卷积神经网络 Convolutional Neural Networks (LeNet)

1.CNN简介

2.卷积(convolution)

3.Pooling

4. Mini-batch SGD优化

5. 代码具体说明

6. Code地址

 

 

1. CNN简介

  CNN(卷积神经网络)是传统神经网络的变种,CNN在传统神经网络的基础上,引入了卷积和pooling。与传统的神经网络相比,CNN更适合用于图像中,卷积和图像的局部特征相对应,pooling使得通过卷积获得的feature具有空间不变性

 

 

2. 卷积(convolution)

  接触的最多的卷积应该是高斯核,用于对图像进行平滑,或者是实现在不同尺度下的运算等。这里的卷积和高斯核是同一个类型,就是定义了一个卷积的尺度,然后卷积的具体参数就是神经网络中的参数,通过计算神经网络的参数,相当于学到了多个卷积的参数,而每个卷积可以看成是对图像进行特征提取(一个特征核),CNN网络就可以看成是前面的几层都是在提取图像的特征,最后一层$softmax$用于对提取的特征进行分类。所有CNN的特征是自学习(相对于SIFT,SURF)

  conv2d是theano中的用于计算卷积的方法(theano.tensor.conv2($input$, $W$)),其中$W$表示卷积核。$W$是必须是一个4D的tensor(T.tensor4),$input$也必须是一个4D的tensor。

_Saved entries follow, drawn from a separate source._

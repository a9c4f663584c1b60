//! Cross-dimension ranking and presentation filters over summary rows

use crate::models::DimensionSummaryRow;
use serde::Serialize;
use std::cmp::Ordering;

/// Descending order with missing (or NaN) values last
pub(crate) fn desc_missing_last(a: Option<f64>, b: Option<f64>) -> Ordering {
    let a = a.filter(|v| !v.is_nan());
    let b = b.filter(|v| !v.is_nan());
    match (a, b) {
        (Some(a), Some(b)) => b.partial_cmp(&a).unwrap_or(Ordering::Equal),
        (Some(_), None) => Ordering::Less,
        (None, Some(_)) => Ordering::Greater,
        (None, None) => Ordering::Equal,
    }
}

/// Concatenate per-dimension tables and sort by OTIF fail rate, then case
/// count, both descending. The sort is stable.
pub fn rank_all(tables: Vec<Vec<DimensionSummaryRow>>) -> Vec<DimensionSummaryRow> {
    let mut all: Vec<DimensionSummaryRow> = tables.into_iter().flatten().collect();
    all.sort_by(|a, b| {
        desc_missing_last(Some(a.otif_fail_rate_cases), Some(b.otif_fail_rate_cases))
            .then_with(|| b.cases.cmp(&a.cases))
    });
    all
}

/// Rate columns a presentation table can be ranked by
#[derive(Debug, Clone, Copy, PartialEq, Eq)]
pub enum Metric {
    LateRate,
    TolViolationRate,
    OtifFailRate,
    OtifFailRateValue,
}

impl Metric {
    pub fn column(&self) -> &'static str {
        match self {
            Metric::LateRate => "late_rate_cases",
            Metric::TolViolationRate => "tol_violation_rate_cases",
            Metric::OtifFailRate => "otif_fail_rate_cases",
            Metric::OtifFailRateValue => "otif_fail_rate_value",
        }
    }

    /// Short name used in output file names
    pub fn slug(&self) -> &'static str {
        match self {
            Metric::LateRate => "late_rate",
            Metric::TolViolationRate => "tol_violation_rate",
            Metric::OtifFailRate => "otif_fail_rate",
            Metric::OtifFailRateValue => "otif_fail_rate_value",
        }
    }

    pub fn title(&self) -> &'static str {
        match self {
            Metric::LateRate => "Late delivery rate",
            Metric::TolViolationRate => "Quantity tolerance violation rate",
            Metric::OtifFailRate => "OTIF fail rate",
            Metric::OtifFailRateValue => "OTIF fail rate (value-weighted)",
        }
    }

    pub fn value(&self, row: &DimensionSummaryRow) -> Option<f64> {
        match self {
            Metric::LateRate => Some(row.late_rate_cases),
            Metric::TolViolationRate => Some(row.tol_violation_rate_cases),
            Metric::OtifFailRate => Some(row.otif_fail_rate_cases),
            Metric::OtifFailRateValue => row.otif_fail_rate_value,
        }
    }

    /// Whether the table carries this metric at all
    fn available(&self, rows: &[DimensionSummaryRow]) -> bool {
        match self {
            Metric::OtifFailRateValue => rows.iter().any(|r| r.sum_order_value.is_some()),
            _ => true,
        }
    }
}

/// Groups with at least `min_cases` records, best `n` by `metric`.
/// `None` means there is nothing to present.
pub fn top_n(
    rows: &[DimensionSummaryRow],
    metric: Metric,
    min_cases: usize,
    n: usize,
) -> Option<Vec<DimensionSummaryRow>> {
    if rows.is_empty() || !metric.available(rows) {
        return None;
    }
    let mut kept: Vec<DimensionSummaryRow> = rows
        .iter()
        .filter(|r| r.cases >= min_cases)
        .cloned()
        .collect();
    if kept.is_empty() {
        return None;
    }
    kept.sort_by(|a, b| desc_missing_last(metric.value(a), metric.value(b)));
    kept.truncate(n);
    (!kept.is_empty()).then_some(kept)
}

/// Position of a group relative to the median late and tolerance rates
#[derive(Debug, Clone, Copy, PartialEq, Eq, Serialize)]
pub enum ProblemClass {
    /// Neither rate above its median
    Stable,
    /// Late above median, tolerance violations not
    Timeliness,
    /// Tolerance violations above median, lateness not
    Quantity,
    Mixed,
}

impl ProblemClass {
    pub fn classify(tol_rate: f64, late_rate: f64, tol_median: f64, late_median: f64) -> Self {
        match (tol_rate > tol_median, late_rate > late_median) {
            (false, false) => ProblemClass::Stable,
            (false, true) => ProblemClass::Timeliness,
            (true, false) => ProblemClass::Quantity,
            (true, true) => ProblemClass::Mixed,
        }
    }
}

#[derive(Debug, Clone, PartialEq, Serialize)]
pub struct ProblemClassRow {
    pub dimension: String,
    pub member: String,
    pub cases: usize,
    pub tol_violation_rate_cases: f64,
    pub late_rate_cases: f64,
    pub sum_order_value: Option<f64>,
    pub tol_rate_median: f64,
    pub late_rate_median: f64,
    pub problem_class: ProblemClass,
    /// Among the largest groups by order value (or case count)
    pub labelled: bool,
}

impl ProblemClassRow {
    pub const HEADER: [&'static str; 10] = [
        "dimension",
        "member",
        "cases",
        "tol_violation_rate_cases",
        "late_rate_cases",
        "sum_order_value",
        "tol_rate_median",
        "late_rate_median",
        "problem_class",
        "labelled",
    ];
}

/// Late rate against tolerance violation rate for every group with at least
/// `min_cases` records. Reference lines are medians of those groups.
pub fn problem_classes(
    rows: &[DimensionSummaryRow],
    min_cases: usize,
    label_count: usize,
) -> Option<Vec<ProblemClassRow>> {
    let kept: Vec<&DimensionSummaryRow> = rows.iter().filter(|r| r.cases >= min_cases).collect();
    if kept.is_empty() {
        return None;
    }

    let tol_median = median(kept.iter().map(|r| r.tol_violation_rate_cases).collect())?;
    let late_median = median(kept.iter().map(|r| r.late_rate_cases).collect())?;

    let by_value = kept
        .iter()
        .any(|r| r.sum_order_value.is_some_and(f64::is_finite));
    let mut rank: Vec<usize> = (0..kept.len()).collect();
    rank.sort_by(|&a, &b| {
        if by_value {
            desc_missing_last(kept[a].sum_order_value, kept[b].sum_order_value)
        } else {
            kept[b].cases.cmp(&kept[a].cases)
        }
    });
    let mut labelled = vec![false; kept.len()];
    for &i in rank.iter().take(label_count) {
        labelled[i] = true;
    }

    Some(
        kept.iter()
            .zip(labelled)
            .map(|(r, labelled)| ProblemClassRow {
                dimension: r.dimension.clone(),
                member: r.member.clone(),
                cases: r.cases,
                tol_violation_rate_cases: r.tol_violation_rate_cases,
                late_rate_cases: r.late_rate_cases,
                sum_order_value: r.sum_order_value,
                tol_rate_median: tol_median,
                late_rate_median: late_median,
                problem_class: ProblemClass::classify(
                    r.tol_violation_rate_cases,
                    r.late_rate_cases,
                    tol_median,
                    late_median,
                ),
                labelled,
            })
            .collect(),
    )
}

/// Median ignoring NaN; even counts average the two middle values
pub fn median(mut values: Vec<f64>) -> Option<f64> {
    values.retain(|v| !v.is_nan());
    if values.is_empty() {
        return None;
    }
    values.sort_by(|a, b| a.partial_cmp(b).unwrap_or(Ordering::Equal));
    let mid = values.len() / 2;
    if values.len() % 2 == 0 {
        Some((values[mid - 1] + values[mid]) / 2.0)
    } else {
        Some(values[mid])
    }
}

  下面说下$input$和$W$中每个维度分别表示的意义。

  $input \in (batches, feature, I_h, I_w)$分别表示batch size,number of feature map, image height ,image width

  $W \in (filters, feature, f_h, f_w)$ 分别表示number of filters, number of feature map, filter height, filter width

其中$W_{shape[1]}$必须等于$input_{shape[1]}$。$W_{shape[1]} = 1$表示这个filter是在2D空间中的filter,$W_{shape[1]} > 1$表示这个filter是3D中间中的filter,如果$W_{shape[1]} = 3$这是这个filter是图像3通道上的filter,3个通道上进行卷积。

\begin{equation} input \in (batches, feature, I_h, I_w) \\ W \in (filters, feature, f_h, f_w)  \end{equation}

\begin{equation} output = input \otimes W \\ output \in (batches, filters , I_h - f_h + 1, I_w - f_w + 1) \end{equation}

 

3. Pooling

 

   Pooling是在二维空间中操作的,如上图所示,将特征按照空间位置分成大的block,然后再每个block中计算特征。$max pooling$就是在这个block中计算所有位置的最大值作为特征,$average pooling$为计算区域内的特征均值

 

  为什么需要pooling,图像分类中的BOW也适用了Pooling。我认为,在CNN中适用pooling的好处主要有两点:

  1.如果不使用pooling,那么通过卷积计算得到的隐层节点的个数是卷积类型的倍数。举个例子:如上面的$input$,和$W$,$input$中每个patch的输入节点个数为$feature \times I_h \times I_w$,通过$W$的卷积运算后,$output$的节点数目为$filters \times (I_h - f_h + 1) \times (I_w - f_w + 1)$,如果引入pooling策略,$output$的节点数目就变为$filters \times \frac{I_h - f_h + 1}{p_h} \times \frac{I_w - f_w + 1}{p_w}$其中$p_h, p_w$表示pooling中每个区域的大小。从而减少了隐含层节点的个数,降低了计算复杂度。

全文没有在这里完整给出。